All that is needed is each line of the entries holding the word "debug", copied as it stands.

# Data provided
"""

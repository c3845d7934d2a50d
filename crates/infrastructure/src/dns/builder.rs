use super::catalog::{catalog_ips, trusted_endpoints};
use super::client_subnet::without_subnet_leakers;
use super::pool::{HealthThreshold, UpstreamPool};
use super::public_list::untrusted_endpoints;
use super::rate_tracker::RateTracker;
use dnsprobe_application::ports::ResolverPool;
use dnsprobe_application::use_cases::QueryEngine;
use dnsprobe_application::ResolverContext;
use dnsprobe_domain::config::ResolversConfig;
use dnsprobe_domain::{Config, DomainError, ResolverEndpoint};
use std::collections::HashSet;
use std::net::{IpAddr, SocketAddr};
use std::sync::Arc;
use std::time::Duration;
use tokio_util::sync::CancellationToken;
use tracing::{debug, info, warn};

pub const TRUSTED_POOL: &str = "trusted";
pub const UNTRUSTED_POOL: &str = "untrusted";

/// Assembles both resolver pools around one shared rate tracker and wraps
/// them in a [`ResolverContext`].
pub struct ContextBuilder {
    config: ResolversConfig,
    guessing: bool,
    tracker: Arc<RateTracker>,
    client: Option<reqwest::Client>,
    trusted: Option<Vec<ResolverEndpoint>>,
    untrusted: Option<Vec<ResolverEndpoint>>,
}

impl ContextBuilder {
    pub fn new(config: &Config) -> Self {
        Self {
            config: config.resolvers.clone(),
            guessing: config.guess.enabled,
            tracker: Arc::new(RateTracker::new()),
            client: None,
            trusted: None,
            untrusted: None,
        }
    }

    pub fn with_tracker(mut self, tracker: Arc<RateTracker>) -> Self {
        self.tracker = tracker;
        self
    }

    pub fn with_http_client(mut self, client: reqwest::Client) -> Self {
        self.client = Some(client);
        self
    }

    /// Replaces the built-in catalog.
    pub fn with_trusted_endpoints(mut self, endpoints: Vec<ResolverEndpoint>) -> Self {
        self.trusted = Some(endpoints);
        self
    }

    /// Uses these endpoints instead of downloading the public list.
    pub fn with_untrusted_endpoints(mut self, endpoints: Vec<ResolverEndpoint>) -> Self {
        self.untrusted = Some(endpoints);
        self
    }

    pub fn tracker(&self) -> Arc<RateTracker> {
        Arc::clone(&self.tracker)
    }

    fn detection_resolver(&self) -> Result<ResolverEndpoint, DomainError> {
        ResolverEndpoint::parse(&self.config.detection_resolver, self.config.detection_qps)
    }

    pub fn build_trusted_pool(&self) -> Result<UpstreamPool, DomainError> {
        let endpoints = match &self.trusted {
            Some(endpoints) => {
                let mut endpoints = endpoints.clone();
                fastrand::shuffle(&mut endpoints);
                endpoints
            }
            None => trusted_endpoints()?,
        };

        UpstreamPool::builder(TRUSTED_POOL, self.tracker())
            .with_endpoints(endpoints)
            .with_timeout(Duration::from_millis(self.config.trusted_timeout_ms))
            .with_detection_resolver(self.detection_resolver()?)
            .build()
    }

    /// `None` when the public list cannot be obtained or yields nothing.
    ///
    /// Every source is screened: catalog addresses and the trusted endpoints
    /// never enter the untrusted pool, and subnet-leaking resolvers are
    /// dropped when the check is enabled.
    pub async fn build_untrusted_pool(&self) -> Option<UpstreamPool> {
        let endpoints = match &self.untrusted {
            Some(endpoints) => endpoints.clone(),
            None => match self.fetch_untrusted().await {
                Ok(endpoints) => endpoints,
                Err(e) => {
                    warn!(error = %e, "Untrusted pool unavailable");
                    return None;
                }
            },
        };

        let mut endpoints = self.without_trusted(endpoints);
        if self.config.client_subnet_check && !endpoints.is_empty() {
            endpoints = without_subnet_leakers(
                endpoints,
                Duration::from_millis(self.config.untrusted_timeout_ms),
            )
            .await;
        }

        if endpoints.is_empty() {
            warn!("Public resolver list produced no usable resolvers, untrusted pool unavailable");
            return None;
        }

        let detection = match self.detection_resolver() {
            Ok(detection) => detection,
            Err(e) => {
                warn!(error = %e, "Invalid detection resolver, untrusted pool unavailable");
                return None;
            }
        };

        UpstreamPool::builder(UNTRUSTED_POOL, self.tracker())
            .with_endpoints(endpoints)
            .with_timeout(Duration::from_millis(self.config.untrusted_timeout_ms))
            .with_detection_resolver(detection)
            .with_health(HealthThreshold::from_config(&self.config.health))
            .build()
            .inspect_err(|e| warn!(error = %e, "Untrusted pool unavailable"))
            .ok()
    }

    /// Removes catalog IPs and the exact trusted endpoint addresses.
    fn without_trusted(&self, endpoints: Vec<ResolverEndpoint>) -> Vec<ResolverEndpoint> {
        let catalog: HashSet<IpAddr> = catalog_ips();
        let trusted: HashSet<SocketAddr> = self
            .trusted
            .iter()
            .flatten()
            .map(|endpoint| endpoint.addr)
            .collect();

        let before = endpoints.len();
        let kept: Vec<ResolverEndpoint> = endpoints
            .into_iter()
            .filter(|endpoint| !catalog.contains(&endpoint.ip()) && !trusted.contains(&endpoint.addr))
            .collect();

        if kept.len() < before {
            debug!(excluded = before - kept.len(), "Trusted resolvers excluded from untrusted pool");
        }
        kept
    }

    async fn fetch_untrusted(&self) -> Result<Vec<ResolverEndpoint>, DomainError> {
        let client = match &self.client {
            Some(client) => client.clone(),
            None => reqwest::Client::builder()
                .build()
                .map_err(|e| DomainError::ResolverListUnavailable(e.to_string()))?,
        };

        untrusted_endpoints(
            &client,
            &self.config.public_list_url,
            Duration::from_secs(self.config.fetch_timeout_secs),
            self.config.min_reliability,
            self.config.public_qps,
        )
        .await
    }

    pub async fn build(self, shutdown: CancellationToken) -> Result<ResolverContext, DomainError> {
        let trusted: Arc<dyn ResolverPool> = Arc::new(self.build_trusted_pool()?);
        let untrusted = self
            .build_untrusted_pool()
            .await
            .map(|pool| Arc::new(pool) as Arc<dyn ResolverPool>);

        info!(
            trusted = trusted.len(),
            untrusted = untrusted.as_ref().map_or(0, |p| p.len()),
            tracked_endpoints = self.tracker.len(),
            "Resolver context built"
        );

        let engine = Arc::new(QueryEngine::new(self.config.attempts));
        let context = ResolverContext::new(engine, trusted, untrusted);

        Ok(if self.guessing {
            context.with_guessing(shutdown)
        } else {
            context
        })
    }
}
//! Configuration module for dnsprobe
//!
//! This module contains all configuration structures organized by concern:
//! - `root`: Main configuration and CLI overrides
//! - `resolvers`: Resolver pools, retry budget and public list acquisition
//! - `health`: Health threshold for the untrusted pool
//! - `guess`: Speculative guess pipeline
//! - `logging`: Logging settings
//! - `errors`: Configuration errors

pub mod errors;
pub mod guess;
pub mod health;
pub mod logging;
pub mod resolvers;
pub mod root;

pub use errors::ConfigError;
pub use guess::GuessConfig;
pub use health::HealthThresholdConfig;
pub use logging::LoggingConfig;
pub use resolvers::ResolversConfig;
pub use root::{CliOverrides, Config};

"""

# Task output
use tracing::{debug, info, warn};
            debug!(excluded = before - kept.len(), "Trusted resolvers excluded from untrusted pool");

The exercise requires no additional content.